SHAP-FOLD-PY

A Python implementation of SHAP-FOLD algorithms.
The author of SHAP-FOLD also has an original implementation:
https://github.com/fxs130430/SHAP_FOLD
You can find the research paper and description in this repository.

Install

Prerequisites

SHAP-FOLD-PY is developed with only python3. Here are the dependencies:


  SHAP: python3 -m pip install shap
  XGBoost: python3 -m pip install xgboost
  sklearn: python3 -m pip install scikit-learn

If there are still missing libraries, you can use the same command to install them.

Instruction

Data preparation

The SHAP-FOLD algorithm takes binary tabular data as input, each column should be an independent binary feature.
Numeric features should be mapped to as few numerical intervals as possible.
We have prepared two different encoders in this repo for tabular data: one-hot encoder and decision tree encoder.

one-hot encoder can be used for simple / small datasets.
decision tree encoder can be used for larger datasets. Only the features with high information gain would be selected.

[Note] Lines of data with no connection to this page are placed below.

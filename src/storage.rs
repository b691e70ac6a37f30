//! Durable key-value storage.
//!
//! DESIGN
//! ======
//! The theme's preference components are written against [`KeyValueStore`],
//! a synchronous string-to-string contract matching what a browser profile
//! store provides: `get` returns the last successfully written value, and
//! `set`/`remove` flush immediately. Two implementations ship here:
//! [`MemoryStore`] for tests and ephemeral sessions, and [`FileStore`], a
//! single JSON-object file that survives restarts.
//!
//! ERROR HANDLING
//! ==============
//! Reads never fail: an absent or unreadable backing file loads as empty
//! (logged, not raised), so a corrupted profile can never take the UI down.
//! Writes can fail the way a full storage quota does, and report
//! [`StorageError`]; callers decide whether to degrade.

use std::collections::HashMap;
use std::path::{Path, PathBuf};

/// Error raised by storage writes.
#[derive(Debug, thiserror::Error)]
pub enum StorageError {
    #[error("failed to write store file {path}: {source}")]
    Write {
        path: String,
        #[source]
        source: std::io::Error,
    },
    #[error("failed to encode store contents: {0}")]
    Encode(#[from] serde_json::Error),
}

/// Synchronous durable string storage, one value per key.
pub trait KeyValueStore {
    /// Return the stored value for `key`, or `None` if absent.
    fn get(&self, key: &str) -> Option<String>;

    /// Store `value` under `key`, replacing any previous value.
    ///
    /// # Errors
    ///
    /// Returns [`StorageError`] if the value could not be made durable.
    fn set(&mut self, key: &str, value: &str) -> Result<(), StorageError>;

    /// Delete `key` if present.
    ///
    /// # Errors
    ///
    /// Returns [`StorageError`] if the deletion could not be made durable.
    fn remove(&mut self, key: &str) -> Result<(), StorageError>;
}

// =============================================================================
// MEMORY STORE
// =============================================================================

/// In-memory store. Writes cannot fail.
#[derive(Clone, Debug, Default)]
pub struct MemoryStore {
    values: HashMap<String, String>,
}

impl MemoryStore {
    #[must_use]
    pub fn new() -> Self {
        Self::default()
    }
}

impl KeyValueStore for MemoryStore {
    fn get(&self, key: &str) -> Option<String> {
        self.values.get(key).cloned()
    }

    fn set(&mut self, key: &str, value: &str) -> Result<(), StorageError> {
        self.values.insert(key.to_owned(), value.to_owned());
        Ok(())
    }

    fn remove(&mut self, key: &str) -> Result<(), StorageError> {
        self.values.remove(key);
        Ok(())
    }
}

// =============================================================================
// FILE STORE
// =============================================================================

/// File-backed store: one JSON object (`{"key": "value", ...}`) per path.
///
/// The whole object is rewritten on every mutation. That is the same
/// flush-on-write contract the in-browser original relies on, and the value
/// set is small (a handful of preference blobs), so rewrite cost is noise.
#[derive(Debug)]
pub struct FileStore {
    path: PathBuf,
    values: HashMap<String, String>,
}

impl FileStore {
    /// Open the store at `path`, loading existing contents.
    ///
    /// A missing or malformed file yields an empty store; the malformed case
    /// is logged and the file is overwritten on the next write.
    #[must_use]
    pub fn open(path: impl Into<PathBuf>) -> Self {
        let path = path.into();
        let values = load_values(&path);
        Self { path, values }
    }

    /// Path of the backing file.
    #[must_use]
    pub fn path(&self) -> &Path {
        &self.path
    }

    fn flush(&self) -> Result<(), StorageError> {
        let encoded = serde_json::to_string(&self.values)?;
        std::fs::write(&self.path, encoded).map_err(|source| StorageError::Write {
            path: self.path.display().to_string(),
            source,
        })
    }
}

fn load_values(path: &Path) -> HashMap<String, String> {
    let Ok(raw) = std::fs::read_to_string(path) else {
        return HashMap::new();
    };

    match serde_json::from_str(&raw) {
        Ok(values) => values,
        Err(error) => {
            tracing::warn!(path = %path.display(), %error, "store file malformed, starting empty");
            HashMap::new()
        }
    }
}

impl KeyValueStore for FileStore {
    fn get(&self, key: &str) -> Option<String> {
        self.values.get(key).cloned()
    }

    fn set(&mut self, key: &str, value: &str) -> Result<(), StorageError> {
        self.values.insert(key.to_owned(), value.to_owned());
        self.flush()
    }

    fn remove(&mut self, key: &str) -> Result<(), StorageError> {
        if self.values.remove(key).is_some() {
            self.flush()?;
        }
        Ok(())
    }
}

#[cfg(test)]
#[path = "storage_test.rs"]
mod tests;
//! Money rendering and the free-shipping progress bar.
//!
//! Platform amounts are integer cents. Display format is the shop's euro
//! convention: comma decimal separator, trailing currency symbol.

/// Cart total at which shipping becomes free, in cents.
pub const FREE_SHIPPING_THRESHOLD_CENTS: i64 = 4900;

/// Render cents as the shop's euro format, e.g. `4999` → `"49,99 €"`.
#[must_use]
pub fn format_eur(cents: i64) -> String {
    let sign = if cents < 0 { "-" } else { "" };
    let cents = cents.abs();
    format!("{sign}{},{:02} €", cents / 100, cents % 100)
}

/// State of the free-shipping progress bar.
#[derive(Clone, Copy, Debug, PartialEq)]
pub struct ShippingProgress {
    /// Fill percentage, capped at 100.
    pub percent: f64,
    /// Cents still missing; 0 once the threshold is reached.
    pub remaining_cents: i64,
}

impl ShippingProgress {
    /// Whether the cart has earned free shipping.
    #[must_use]
    pub fn unlocked(&self) -> bool {
        self.remaining_cents == 0
    }
}

/// Progress toward free shipping for a cart totaling `total_cents`.
#[must_use]
pub fn shipping_progress(total_cents: i64) -> ShippingProgress {
    let ratio = total_cents as f64 / FREE_SHIPPING_THRESHOLD_CENTS as f64;
    ShippingProgress {
        percent: (ratio * 100.0).clamp(0.0, 100.0),
        remaining_cents: (FREE_SHIPPING_THRESHOLD_CENTS - total_cents).max(0),
    }
}

#[cfg(test)]
#[path = "money_test.rs"]
mod tests;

For example, the UCI acute dataset can be encoded to 55 features with one-hot encoding but only encoded to 6 features with decision tree encoding.
Here is an example:


from encoder import TreeEncoder, OneHotEncoder, save_data_to_file
attrs = ['a1', 'a2', 'a3', 'a4', 'a5', 'a6']
nums = ['a1']
encoder = OneHotEncoder(attrs=attrs, numerics=nums, label='label', pos='yes')
data = encoder.encode('data/acute/acute.csv')
save_data_to_file(data, 'data/acute/file1.csv')

encoder = TreeEncoder(attrs=attrs, numerics=nums, label='label', pos='yes')
data = encoder.encode('data/acute/acute.csv')
save_data_to_file(data, 'data/acute/file2.csv')

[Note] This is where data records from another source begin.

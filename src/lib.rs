//! Client-side state engine for a storefront theme.
//!
//! This crate owns everything the theme's DOM layer delegates: durable user
//! preferences (wishlist, kids mode), the commerce platform's fixed HTTP
//! surface (cart mutations, predictive search), and the pure state models
//! behind cosmetic behavior (toasts, sticky header, gallery, countdown,
//! analytics, debounce/throttle). The DOM layer renders from returned values
//! and feeds events in; nothing here touches a document.

pub mod analytics;
pub mod countdown;
pub mod money;
pub mod net;
pub mod prefs;
pub mod state;
pub mod storage;
pub mod util;

pub use prefs::PreferenceSet;
pub use storage::{FileStore, KeyValueStore, MemoryStore, StorageError};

attrs lists all the features needed, numerics lists all the numeric features, label implies the feature name of the label, pos indicates the positive value of the label.

Training

The SHAP-FOLD algorithm generates an explainable model that is represented by an answer set program (Prolog augmented with negation-as-failure) to explain an existing classification model. Here's an example:


import xgboost
data, attrs = load_data('data/acute/file2.csv')
X, Y = split_xy(data)
X_train, Y_train, X_test, Y_test = split_data(X, Y, ratio=0.8)

model = xgboost.XGBClassifier(objective='binary:logistic',
                                 max_depth=3,
                                 n_estimators=10,
                                 use_label_encoder=False).fit(X_train, Y_train,
                                                              eval_metric=["logloss"])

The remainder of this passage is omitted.